A tissue microarray (TMA) was constructed from paraffin-embedded blocks of 66 unique cases of pancreatic ductal adenocarcinomas, 5 cases of chronic pancreatitis, and 6 normal pancreas samples as previously described [24]. For each cancer case, two tumor cores and one adjacent normal core were punched for the TMA. The TMA blocks were sectioned at 5 µm thickness, transferred by water flotation, and dried overnight at room temperature. The slides were dewaxed, rehydrated and antigen retrieved on-line on the BondMax™ autostainer (Leica Microsystems, Inc Bannockburn, IL). All slides were subjected to heat induced epitope retrieval using an EDTA based retrieval solution (Leica Microsystems) for 20 minutes. Endogenous peroxidase and biotin were blocked. The TMA sections were incubated for 30 minutes at 1∶125 with YAP1 (H-125) antibody from Santa Cruz Biotechnology, Inc (Santa Cruz, CA). The sections were visualized using the Bond™ Polymer Refine Detection kit (Leica Microsystems) using diaminobenzidine chromogen as substrate and scored as previously described [24]. The Wilcoxon signed-rank test was used to compare level of YAP1 expression between the tumor and its adjacent normal samples. The Wilcoxon rank-sum test was used to compare the YAP1 expression between tumor and pancreatitis as well as normal pancreas samples from a separate group of subjects. The Pearson's correlation coefficient was used to estimate and test the association between nuclear YAP1 expression and histopathological parameters (tumor grade, stage, and disease in regional lymph nodes), and sensitivity analysis was carried out using Kendall's tau and Spearman's rho.

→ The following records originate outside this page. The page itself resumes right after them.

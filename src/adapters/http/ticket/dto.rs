//! HTTP DTOs for ticket endpoints.

use serde::{Deserialize, Serialize};

use crate::domain::ticket::{Ticket, TicketStatus, TicketUpdate};
use crate::ports::Pagination;

// ════════════════════════════════════════════════════════════════════════════
// Request DTOs
// ════════════════════════════════════════════════════════════════════════════

/// Request to open a ticket.
#[derive(Debug, Clone, Deserialize)]
pub struct CreateTicketRequest {
    pub title: String,
    #[serde(default)]
    pub description: Option<String>,
}

/// Partial ticket update; absent fields are left unchanged.
#[derive(Debug, Clone, Default, Deserialize)]
pub struct UpdateTicketRequest {
    #[serde(default)]
    pub title: Option<String>,
    #[serde(default)]
    pub description: Option<String>,
    #[serde(default)]
    pub status: Option<TicketStatus>,
}

impl From<UpdateTicketRequest> for TicketUpdate {
    fn from(req: UpdateTicketRequest) -> Self {
        TicketUpdate {
            title: req.title,
            description: req.description,
            status: req.status,
        }
    }
}

/// Query parameters for listing tickets.
#[derive(Debug, Clone, Default, Deserialize)]
pub struct ListTicketsParams {
    /// Case-insensitive substring of title or description
    #[serde(default)]
    pub q: Option<String>,
    #[serde(default)]
    pub status: Option<TicketStatus>,
    #[serde(default)]
    pub skip: Option<u32>,
    #[serde(default)]
    pub limit: Option<u32>,
}

impl ListTicketsParams {
    pub fn page(&self) -> Pagination {
        Pagination::new(self.skip, self.limit)
    }
}

// ════════════════════════════════════════════════════════════════════════════
// Response DTOs
// ════════════════════════════════════════════════════════════════════════════

#[derive(Debug, Clone, Serialize)]
pub struct TicketResponse {
    pub id: i64,
    pub title: String,
    pub description: Option<String>,
    pub status: TicketStatus,
    pub user_id: Option<i64>,
    pub conversation_id: Option<i64>,
    pub created_at: String,
    pub updated_at: String,
}

impl From<Ticket> for TicketResponse {
    fn from(ticket: Ticket) -> Self {
        Self {
            id: ticket.id().as_i64(),
            title: ticket.title().to_string(),
            description: ticket.description().map(str::to_string),
            status: ticket.status(),
            user_id: ticket.user_id().map(|id| id.as_i64()),
            conversation_id: ticket.conversation_id().map(|id| id.as_i64()),
            created_at: ticket.created_at().to_rfc3339(),
            updated_at: ticket.updated_at().to_rfc3339(),
        }
    }
}
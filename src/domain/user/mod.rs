//! User accounts.

mod aggregate;
mod errors;

pub use aggregate::{
    validate_password, NewUser, User, MAX_EMAIL_LENGTH, MAX_USERNAME_LENGTH, MIN_PASSWORD_LENGTH,
    MIN_USERNAME_LENGTH,
};
pub use errors::UserError;
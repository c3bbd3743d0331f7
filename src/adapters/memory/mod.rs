//! In-memory repository adapters.
//!
//! `InMemoryStore` implements `TicketRepository`, `ConversationRepository`
//! and `UserRepository` over shared tables.

mod conversation_repository;
mod store;
mod ticket_repository;
mod user_repository;

pub use store::InMemoryStore;
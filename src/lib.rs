//! Helpdesk-AI - support desk backend with LLM-assisted triage.
//!
//! Incoming questions are classified by a chat-completion model and either
//! answered directly or escalated into a support ticket. Around that sit
//! user accounts, ticket management and threaded conversations.

pub mod adapters;
pub mod application;
pub mod config;
pub mod domain;
pub mod ports;
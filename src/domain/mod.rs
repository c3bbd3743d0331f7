//! Domain layer containing business logic and domain types.
//!
//! # Module Organization
//!
//! - `foundation` - Shared domain primitives (value objects, IDs, enums, errors)
//! - `decision` - Normalization of model output and answer-or-escalate routing
//! - `ticket` - Support ticket entity and lifecycle
//! - `conversation` - Conversations and their messages
//! - `user` - User accounts

pub mod conversation;
pub mod decision;
pub mod foundation;
pub mod ticket;
pub mod user;
//! HTTP routes for ticket endpoints.

use axum::{
    routing::{get, post},
    Router,
};

use super::handlers::{
    create_ticket, delete_ticket, get_ticket, list_tickets, update_ticket, TicketHandlers,
};

/// Creates the ticket router, mounted at `/api/tickets`.
pub fn ticket_routes(handlers: TicketHandlers) -> Router {
    Router::new()
        .route("/", post(create_ticket).get(list_tickets))
        .route(
            "/:id",
            get(get_ticket).patch(update_ticket).delete(delete_ticket),
        )
        .with_state(handlers)
}
//! Answer-or-escalate handlers built on the decision service.

mod assist_or_ticket;
mod decision_service;
mod send_chat_message;

pub use assist_or_ticket::{AssistOrTicketCommand, AssistOrTicketHandler, AssistOutcome};
pub use decision_service::{DecisionError, DecisionService, SYSTEM_PROMPT};
pub use send_chat_message::{ChatError, ChatOutcome, ChatReply, SendChatMessageCommand, SendChatMessageHandler};
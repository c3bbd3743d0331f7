//! Credential ports: password hashing and access tokens.
//!
//! Both are synchronous; hashing is CPU-bound and token handling needs no I/O.

use crate::domain::foundation::{AuthError, Timestamp, UserId};

/// One-way password hashing.
pub trait PasswordHasher: Send + Sync {
    /// Hash a plaintext password into a self-describing string.
    fn hash(&self, password: &str) -> Result<String, AuthError>;

    /// Check a plaintext password against a stored hash.
    ///
    /// Returns `Ok(false)` on mismatch; `Err` only for unreadable hashes.
    fn verify(&self, password: &str, hash: &str) -> Result<bool, AuthError>;
}

/// A freshly signed access token.
#[derive(Debug, Clone, PartialEq, Eq)]
pub struct IssuedToken {
    pub token: String,
    pub expires_at: Timestamp,
}

/// Issues and verifies bearer tokens.
pub trait TokenService: Send + Sync {
    /// Sign a token whose subject is `user_id`.
    fn issue(&self, user_id: UserId) -> Result<IssuedToken, AuthError>;

    /// Verify signature and expiry and return the subject.
    ///
    /// # Errors
    ///
    /// - `TokenExpired` if past `exp`
    /// - `InvalidToken` for any other defect
    fn verify(&self, token: &str) -> Result<UserId, AuthError>;

    /// Token lifetime in seconds, used for the cookie max-age.
    fn lifetime_secs(&self) -> i64;
}

#[cfg(test)]
mod tests {
    use super::*;

    #[test]
    fn credential_ports_are_object_safe() {
        fn _hasher(_h: &dyn PasswordHasher) {}
        fn _tokens(_t: &dyn TokenService) {}
    }
}
//! Timestamp value object for immutable points in time.

use chrono::{DateTime, Duration, Utc};
use serde::{Deserialize, Serialize};

/// Immutable point in time, always UTC.
#[derive(Debug, Clone, Copy, PartialEq, Eq, PartialOrd, Ord, Serialize, Deserialize)]
#[serde(transparent)]
pub struct Timestamp(DateTime<Utc>);

impl Timestamp {
    /// Creates a timestamp for the current moment.
    pub fn now() -> Self {
        Self(Utc::now())
    }

    /// Creates a timestamp from a DateTime<Utc>.
    pub fn from_datetime(dt: DateTime<Utc>) -> Self {
        Self(dt)
    }

    /// Returns the inner DateTime.
    pub fn as_datetime(&self) -> &DateTime<Utc> {
        &self.0
    }

    /// Checks if this timestamp is before another.
    pub fn is_before(&self, other: &Timestamp) -> bool {
        self.0 < other.0
    }

    /// Creates a new timestamp by adding the specified number of hours.
    pub fn plus_hours(&self, hours: i64) -> Self {
        Self(self.0 + Duration::hours(hours))
    }

    /// Seconds since the Unix epoch (JWT `iat`/`exp` encoding).
    pub fn unix_seconds(&self) -> i64 {
        self.0.timestamp()
    }

    /// RFC 3339 rendering used in API responses.
    pub fn to_rfc3339(&self) -> String {
        self.0.to_rfc3339()
    }
}

impl From<DateTime<Utc>> for Timestamp {
    fn from(dt: DateTime<Utc>) -> Self {
        Self(dt)
    }
}

#[cfg(test)]
mod tests {
    use super::*;

    #[test]
    fn plus_hours_moves_forward() {
        let now = Timestamp::now();
        let later = now.plus_hours(24);
        assert!(now.is_before(&later));
        assert_eq!(later.unix_seconds() - now.unix_seconds(), 24 * 3600);
    }

    #[test]
    fn serializes_as_rfc3339_string() {
        let ts = Timestamp::from_datetime(
            DateTime::parse_from_rfc3339("2024-01-15T10:30:00Z")
                .unwrap()
                .with_timezone(&Utc),
        );
        let json = serde_json::to_string(&ts).unwrap();
        assert_eq!(json, "\"2024-01-15T10:30:00Z\"");
    }
}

YAP1 Immunoblotting Analysis

To achieve the necessary cell density after 48 hours of growth, BxPC-3, PANC-1, and HPDE6 cells were seeded in the following manner in T175 cm2 flasks in complete growth media: two million cells for 20–30%, four million cells for 50–70%, and seven million cells for 100%. The cells were washed with DPBS, trypsinized, and then counted on the Cellometer Auto T4 (Nexcelcom Biosciences, Lawrence, MA). Four million cells were used for sub-cellular fractionation using the BioVision Nuclear/Cytosolic Fractionation Kit (Mountain View, CA) by following the manufacturer's protocol. To generate whole cell lysates one million cells were lysed in RIPA buffer (Cell Signaling Technology, Danvers, MA) with 1X protease and phosphatase inhibitor cocktail (Roche) and incubated in ice for 30 minutes. The extracts were centrifuged at 14,000× g for 10 minutes at 4°C. Protein concentration was determined using the bicinchoninic acid (BCA) protein assay (Pierce Biotechnology, Rockford, IL). A total of 20 µg of protein per lane was separated by 4–12% NuPAGE Bis-Tris gel electrophoresis (Invitrogen). The blots were incubated with either a Phospho-YAP1 (Ser127) antibody (Cell Signaling) at 1∶2000 dilution or a total YAP1 (H-125) antibody (Santa Cruz Biotechnologies, Santa Cruz, CA) at 1∶2000 dilution overnight at 4°C and then exposed to anti-rabbit IgG HRP-linked antibody (Cell Signaling) at 1∶3000 dilution at room temperature for 1 hour. PARP (Cell Signaling) at 1∶2000 dilution served as the loading control for the nuclear fraction, while α-tubulin (Cell Signaling) at 1∶2000 dilution served as a control for the whole cell lysates and cytosolic fraction.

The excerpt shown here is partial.